Литмир - Электронная Библиотека

   Нина замолчала, но продолжала смотреть в глаза Виктора, как бы ожидая того самого вопроса. И Виктор его задал:

   - И каков этот "определенный возраст"?

   Нина ответила вопросом:

   - Сколько вам сейчас?

   - Тридцать пять.

   - У Вас есть еще немного времени...

   - Немного - это сколько?

   - Конкретную цифру назвать не сможет никто. Знаю одно - ни один из зафиксированных ранее ваших коллег по "Двойной звезде" не дожил до сорока...

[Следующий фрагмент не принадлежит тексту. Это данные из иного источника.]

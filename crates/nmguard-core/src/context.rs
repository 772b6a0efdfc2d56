//! Execution environment.
//!
//! Built once by the binary and handed to every component by reference.
//! Components clone the `Arc`s they need; there is no global lookup.

use crate::catalog::ServerCatalog;
use crate::config::DaemonConfig;
use crate::ipv6_leak::Ipv6LeakGuard;
use crate::kill_switch::{KillSwitchManager, KillSwitchPolicy};
use crate::metadata::MetadataStore;
use crate::port::{CommandRunner, NetworkControl, SessionControl};
use crate::selection::SelectionPolicy;
use std::sync::Arc;
use tracing::warn;

pub struct Environment {
    pub network: Arc<dyn NetworkControl>,
    pub session: Arc<dyn SessionControl>,
    pub runner: Arc<dyn CommandRunner>,
    pub metadata: Arc<dyn MetadataStore>,
    pub config: DaemonConfig,
}

impl Environment {
    /// Opens the metadata backend named in `config`
    pub fn new(
        network: Arc<dyn NetworkControl>,
        session: Arc<dyn SessionControl>,
        runner: Arc<dyn CommandRunner>,
        config: DaemonConfig,
    ) -> Self {
        let metadata = config.metadata.open();
        Self {
            network,
            session,
            runner,
            metadata,
            config,
        }
    }

    pub fn kill_switch(&self) -> KillSwitchManager {
        KillSwitchManager::new(
            Arc::clone(&self.network),
            Arc::clone(&self.runner),
            self.config.interfaces.clone(),
        )
    }

    pub fn ipv6_guard(&self) -> Ipv6LeakGuard {
        Ipv6LeakGuard::new(
            Arc::clone(&self.network),
            Arc::clone(&self.runner),
            self.config.interfaces.clone(),
        )
    }

    pub fn killswitch_policy(&self) -> KillSwitchPolicy {
        self.config.killswitch
    }

    pub fn selection_policy(&self) -> SelectionPolicy {
        SelectionPolicy::from_config(&self.config)
    }

    /// The configured server cache, if there is one and it loads
    pub fn load_catalog(&self) -> Option<ServerCatalog> {
        let path = self.config.server_cache.as_ref()?;
        match ServerCatalog::load_cache(path) {
            Ok(catalog) => Some(catalog),
            Err(e) => {
                warn!("Unable to load server cache {}: {}", path.display(), e);
                None
            }
        }
    }
}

   В комнате повисла тишина. Андрей боялся поднять глаза на друга: "Ни хрена себе, "сходил за хлебушком". Вот это присоветовал дорогому другу экстрасенса, а она его заживо хоронит... Чушь какая, напридумали сказочки. Средневековье какое-то! Сейчас про ведьм рассказывать начнут..."

   - Увы, молодой человек, я могу только подтвердить все вышеизложенное... Уж слишком яркая картинка нарисована на вашей руке. Даже на обеих... - Ванда внесла свою лепту в разговор. "Гонорар отрабатывает, ведьма!" - подумал Андрей.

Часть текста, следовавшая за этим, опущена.